(Stored data entries)
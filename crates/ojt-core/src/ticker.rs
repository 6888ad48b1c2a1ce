//! One-second tick source and the live session that owns it.
//!
//! The ticker is the only thing that advances a running [`SessionTimer`].
//! It is armed at most once at a time and is cancelled whenever the timer
//! leaves [`TimerStatus::Running`], including when the owning
//! [`LiveSession`] is dropped.

use std::sync::{Arc, Mutex, MutexGuard, PoisonError};
use std::time::Duration;

use chrono::NaiveDate;
use tokio::runtime::Handle;
use tokio::task::JoinHandle;
use tokio::time::{Instant, interval_at};

use crate::entry::TimeEntry;
use crate::store::EntryStore;
use crate::timer::{SessionTimer, StopError, TimerStatus};
use crate::types::ValidationError;

/// How often a running session advances.
pub const TICK_PERIOD: Duration = Duration::from_secs(1);

/// A session timer and the generation of the tick source allowed to advance it.
///
/// Cancelling a ticker bumps `generation` under the same lock the tick task
/// takes, so a task that already woke up can no longer apply its tick.
#[derive(Debug, Default)]
pub(crate) struct TickState {
    pub(crate) timer: SessionTimer,
    generation: u64,
}

pub(crate) type SharedTimer = Arc<Mutex<TickState>>;

/// Locks the state, recovering it if a previous holder panicked.
pub(crate) fn lock(state: &Mutex<TickState>) -> MutexGuard<'_, TickState> {
    state.lock().unwrap_or_else(PoisonError::into_inner)
}

struct Armed {
    task: JoinHandle<()>,
    state: SharedTimer,
}

/// Recurring tick resource bound to a tokio runtime.
pub(crate) struct Ticker {
    runtime: Handle,
    period: Duration,
    armed: Option<Armed>,
}

impl Ticker {
    pub(crate) fn new(runtime: Handle, period: Duration) -> Self {
        Self {
            runtime,
            period,
            armed: None,
        }
    }

    pub(crate) fn is_armed(&self) -> bool {
        self.armed
            .as_ref()
            .is_some_and(|armed| !armed.task.is_finished())
    }

    /// Starts ticking `state` once per period. Returns `false` if already armed.
    pub(crate) fn arm(&mut self, state: &SharedTimer) -> bool {
        if self.is_armed() {
            return false;
        }
        let generation = lock(state).generation;
        let shared = Arc::clone(state);
        let period = self.period;
        let task = self.runtime.spawn(async move {
            let mut interval = interval_at(Instant::now() + period, period);
            loop {
                interval.tick().await;
                let mut guard = lock(&shared);
                if guard.generation != generation {
                    break;
                }
                guard.timer.tick();
            }
        });
        self.armed = Some(Armed {
            task,
            state: Arc::clone(state),
        });
        tracing::debug!(?period, generation, "ticker armed");
        true
    }

    /// Stops ticking. Returns `false` if nothing was armed.
    ///
    /// No tick lands after this returns, even if the task was already waiting
    /// for the lock.
    pub(crate) fn cancel(&mut self) -> bool {
        let Some(armed) = self.armed.take() else {
            return false;
        };
        {
            let mut guard = lock(&armed.state);
            guard.generation = guard.generation.wrapping_add(1);
        }
        armed.task.abort();
        tracing::debug!("ticker cancelled");
        true
    }
}

impl Drop for Ticker {
    fn drop(&mut self) {
        self.cancel();
    }
}

/// A session timer wired to its tick source.
///
/// Every transition re-synchronizes the ticker with the timer status, so
/// exactly one tick source exists while running and none otherwise.
pub struct LiveSession {
    state: SharedTimer,
    ticker: Ticker,
}

impl LiveSession {
    /// Creates an idle session ticking once a second on `runtime`.
    pub fn new(runtime: Handle) -> Self {
        Self {
            state: SharedTimer::default(),
            ticker: Ticker::new(runtime, TICK_PERIOD),
        }
    }

    pub fn status(&self) -> TimerStatus {
        lock(&self.state).timer.status()
    }

    pub fn elapsed_seconds(&self) -> u64 {
        lock(&self.state).timer.elapsed_seconds()
    }

    pub fn start(&mut self, activity: &str) -> Result<(), ValidationError> {
        lock(&self.state).timer.start(activity)?;
        self.sync_ticker();
        Ok(())
    }

    pub fn toggle(&mut self) -> TimerStatus {
        let status = lock(&self.state).timer.toggle();
        self.sync_ticker();
        status
    }

    /// Commits the session.
    ///
    /// The ticker is cancelled before the elapsed time is read, and re-armed
    /// if the commit is rejected while the session is still running.
    pub fn stop<S: EntryStore>(
        &mut self,
        store: &mut S,
        today: NaiveDate,
    ) -> Result<TimeEntry, StopError<S::Error>> {
        self.ticker.cancel();
        let result = lock(&self.state).timer.stop(store, today);
        if let Err(err) = &result {
            tracing::warn!(error = %err, "session not saved");
        }
        self.sync_ticker();
        result
    }

    pub fn discard(&mut self) {
        lock(&self.state).timer.discard();
        self.sync_ticker();
    }

    fn sync_ticker(&mut self) {
        let running = lock(&self.state).timer.is_running();
        if running {
            self.ticker.arm(&self.state);
        } else {
            self.ticker.cancel();
        }
    }

    #[cfg(test)]
    fn snapshot(&self) -> SessionTimer {
        lock(&self.state).timer.clone()
    }

    #[cfg(test)]
    fn is_ticking(&self) -> bool {
        self.ticker.is_armed()
    }
}

#[cfg(test)]
mod tests {
    use super::*;

    use crate::store::testing::MemoryStore;

    fn today() -> NaiveDate {
        NaiveDate::from_ymd_opt(2024, 1, 17).unwrap()
    }

    fn running_state() -> SharedTimer {
        let state = SharedTimer::default();
        lock(&state).timer.start("Workshop Training").unwrap();
        state
    }

    fn elapsed(state: &SharedTimer) -> u64 {
        lock(state).timer.elapsed_seconds()
    }

    /// Sleeps long enough for exactly `ticks` ticks after arming.
    async fn let_ticks_pass(ticks: u64) {
        tokio::time::sleep(Duration::from_millis(ticks * 1000 + 500)).await;
    }

    #[tokio::test(start_paused = true)]
    async fn ticker_advances_running_timer_once_per_second() {
        let state = running_state();
        let mut ticker = Ticker::new(Handle::current(), TICK_PERIOD);

        assert!(ticker.arm(&state));
        let_ticks_pass(3).await;
        assert_eq!(elapsed(&state), 3);

        assert!(ticker.cancel());
        assert!(!ticker.cancel());
        let_ticks_pass(5).await;
        assert_eq!(elapsed(&state), 3);
    }

    #[tokio::test(start_paused = true)]
    async fn arming_twice_keeps_a_single_tick_source() {
        let state = running_state();
        let mut ticker = Ticker::new(Handle::current(), TICK_PERIOD);

        assert!(ticker.arm(&state));
        assert!(!ticker.arm(&state));
        let_ticks_pass(10).await;
        assert_eq!(elapsed(&state), 10);
    }

    #[tokio::test(start_paused = true)]
    async fn dropping_ticker_releases_tick_source() {
        let state = running_state();
        let mut ticker = Ticker::new(Handle::current(), TICK_PERIOD);
        ticker.arm(&state);
        let_ticks_pass(2).await;

        drop(ticker);
        let_ticks_pass(10).await;
        assert_eq!(elapsed(&state), 2);
    }

    #[tokio::test(flavor = "multi_thread", worker_threads = 2)]
    async fn tick_waiting_on_the_lock_is_dropped_by_cancel() {
        let period = Duration::from_millis(10);
        for _ in 0..20 {
            let state = running_state();
            let mut ticker = Ticker::new(Handle::current(), period);
            ticker.arm(&state);

            // Hold the lock across a due tick so the task wakes and blocks on it.
            let guard = lock(&state);
            std::thread::sleep(period * 3);
            drop(guard);

            ticker.cancel();
            let at_cancel = elapsed(&state);
            tokio::time::sleep(period * 5).await;
            assert_eq!(elapsed(&state), at_cancel);
        }
    }

    #[tokio::test(flavor = "multi_thread", worker_threads = 2)]
    async fn rearming_does_not_revive_a_cancelled_tick() {
        let period = Duration::from_millis(10);
        let state = running_state();
        let mut ticker = Ticker::new(Handle::current(), Duration::from_secs(3600));
        let mut fast = Ticker::new(Handle::current(), period);
        fast.arm(&state);

        let guard = lock(&state);
        std::thread::sleep(period * 3);
        drop(guard);
        fast.cancel();
        let at_cancel = elapsed(&state);

        // A fresh source with a long period must be the only one left.
        ticker.arm(&state);
        tokio::time::sleep(period * 5).await;
        assert_eq!(elapsed(&state), at_cancel);
    }

    #[tokio::test(start_paused = true)]
    async fn live_session_round_trip() {
        let mut session = LiveSession::new(Handle::current());
        let mut store = MemoryStore::default();

        session.start("Workshop Training").unwrap();
        assert!(session.is_ticking());
        let_ticks_pass(125).await;

        let entry = session.stop(&mut store, today()).unwrap();
        assert!((entry.duration - 2.0).abs() < f64::EPSILON);
        assert_eq!(entry.activity, "Workshop Training");
        assert!(entry.is_automatic);
        assert_eq!(store.entries.len(), 1);
        assert_eq!(session.elapsed_seconds(), 0);
        assert_eq!(session.status(), TimerStatus::Idle);
        assert!(!session.is_ticking());
    }

    #[tokio::test(start_paused = true)]
    async fn repeated_start_does_not_double_count() {
        let mut session = LiveSession::new(Handle::current());
        session.start("Workshop Training").unwrap();
        session.start("Workshop Training").unwrap();
        let_ticks_pass(10).await;
        assert_eq!(session.elapsed_seconds(), 10);
    }

    #[tokio::test(start_paused = true)]
    async fn suspended_session_stops_accumulating() {
        let mut session = LiveSession::new(Handle::current());
        session.start("Online module").unwrap();
        let_ticks_pass(5).await;

        assert_eq!(session.toggle(), TimerStatus::Suspended);
        assert!(!session.is_ticking());
        let_ticks_pass(30).await;
        assert_eq!(session.elapsed_seconds(), 5);

        assert_eq!(session.toggle(), TimerStatus::Running);
        let_ticks_pass(2).await;
        assert_eq!(session.elapsed_seconds(), 7);
    }

    #[tokio::test(start_paused = true)]
    async fn quick_toggle_toggle_keeps_one_tick_per_second() {
        let mut session = LiveSession::new(Handle::current());
        session.start("Online module").unwrap();
        let_ticks_pass(4).await;

        for _ in 0..3 {
            session.toggle();
            session.toggle();
        }
        let_ticks_pass(6).await;
        assert_eq!(session.elapsed_seconds(), 10);
    }

    #[tokio::test(start_paused = true)]
    async fn rejected_stop_keeps_session_running() {
        let mut session = LiveSession::new(Handle::current());
        let mut store = MemoryStore::default();
        session.start("Workshop Training").unwrap();
        let_ticks_pass(45).await;

        let err = session.stop(&mut store, today()).unwrap_err();
        assert!(matches!(
            err,
            StopError::Validation(ValidationError::TooShort {
                elapsed_seconds: 45
            })
        ));
        assert_eq!(session.elapsed_seconds(), 45);
        assert!(session.is_ticking());

        let_ticks_pass(20).await;
        assert_eq!(session.elapsed_seconds(), 65);
        session.stop(&mut store, today()).unwrap();
        assert_eq!(store.entries.len(), 1);
    }

    #[tokio::test(start_paused = true)]
    async fn store_failure_preserves_live_session() {
        let mut session = LiveSession::new(Handle::current());
        let mut store = MemoryStore {
            fail_appends: true,
            ..MemoryStore::default()
        };
        session.start("Workshop Training").unwrap();
        let_ticks_pass(90).await;

        let err = session.stop(&mut store, today()).unwrap_err();
        assert!(matches!(err, StopError::Store(_)));
        let snapshot = session.snapshot();
        assert_eq!(snapshot.elapsed_seconds(), 90);
        assert_eq!(snapshot.activity(), Some("Workshop Training"));
        assert_eq!(snapshot.status(), TimerStatus::Running);
    }

    #[tokio::test(start_paused = true)]
    async fn missing_activity_does_not_arm() {
        let mut session = LiveSession::new(Handle::current());
        let err = session.start("  ").unwrap_err();
        assert_eq!(err, ValidationError::MissingActivity);
        assert_eq!(session.status(), TimerStatus::Idle);
        assert!(!session.is_ticking());
    }

    #[tokio::test(start_paused = true)]
    async fn dropping_live_session_stops_accumulation() {
        let mut session = LiveSession::new(Handle::current());
        session.start("Workshop Training").unwrap();
        let state = Arc::clone(&session.state);
        let_ticks_pass(3).await;

        drop(session);
        let_ticks_pass(10).await;
        assert_eq!(elapsed(&state), 3);
    }

    #[tokio::test(start_paused = true)]
    async fn discard_cancels_ticker() {
        let mut session = LiveSession::new(Handle::current());
        session.start("Workshop Training").unwrap();
        let_ticks_pass(70).await;
        session.discard();
        assert!(!session.is_ticking());
        assert_eq!(session.snapshot(), SessionTimer::new());
    }
}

| WHAT NEEDS TO BE DONE |
If a line in the entries contains "TimeEntry", copy it.

| RESULT BELOW |
use crate::entry::TimeEntry;
    ) -> Result<TimeEntry, StopError<S::Error>> {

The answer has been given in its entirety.